Abortion Protests Draw Little Street-Level Support
NEW ORLEANS (AP) _ Three years ago, Operation Rescue drew thousands of followers to Louisiana for a weeklong anti-abortion protest. This year, the daily turnout has been measured in dozens.
``We’ve had almost as many police as demonstrators all week,″ police Maj. Howard Robertson said Saturday. ``We were prepared for the worst, but it’s been a real low-key thing.″
In 1992, a weeklong anti-abortion demonstration outside a Baton Rouge clinic attracted about 1,700 Operation Rescue members a day.
Saturday’s final demonstration paled in comparison: About 80 members of Operation Rescue showed up at one clinic, along with about 50 abortion rights activists.
``They’ve definitely bottomed out,″ said Janet Arenz, director of the national clinic defense project of the Los Angeles-based Feminist Majority Foundation.
Arenz, who was in town to train ``clinic defenders,″ said there’s been a steady decline at demonstrations.
``We’re seeing it all over the country _ people just aren’t getting involved in the extremist groups,″ Arenz said.
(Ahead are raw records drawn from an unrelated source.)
//! Structural checks over generated tile sequences
//!
//! Used by tests and debug assertions. Like color validation, these
//! report violations rather than correcting them.

use glam::Vec2;

use crate::types::Tile;

/// Check that consecutive positions are `spacing` apart within a
/// relative `epsilon`, excluding the final pair (the last tile is
/// pinned to the drawn endpoint regardless of spacing).
pub fn validate_spacing(positions: &[Vec2], spacing: f32, epsilon: f32) -> bool {
    if positions.len() < 3 {
        return true;
    }

    positions[..positions.len() - 1]
        .windows(2)
        .all(|pair| (pair[0].distance(pair[1]) - spacing).abs() <= spacing * epsilon)
}

/// Check that tile indices are contiguous starting at 0.
pub fn validate_indices(tiles: &[Tile]) -> bool {
    tiles
        .iter()
        .enumerate()
        .all(|(i, tile)| tile.index as usize == i)
}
Shootings of abortion doctors in Massachusetts and Florida have knocked down Operation Rescue’s numbers, said the Rev. Bill Shanks, a Louisiana organizer for the anti-abortion group.
``The people who did that haven’t anything to do with our movement,″ Shanks said Saturday. ``But it hurt our cause as well as giving the `pro’ people the martyr they wanted.″
Fears of violence kept many of the religious Operation Rescue supporters off the streets, although demonstrations were orderly, he said.
At least 80 police officers and two dozen sheriff’s deputies kept watch throughout the week at three clinics and two doctors’ homes, at a cost to the city of $140,000.
Operation Rescue supporters sang, prayed and preached Saturday on one side of a clinic and abortion-rights supporters stayed in another area. Police stood in a neutral zone in between.
Only one person was arrested _ a man accused of throwing a beer can that struck an abortion-rights supporter.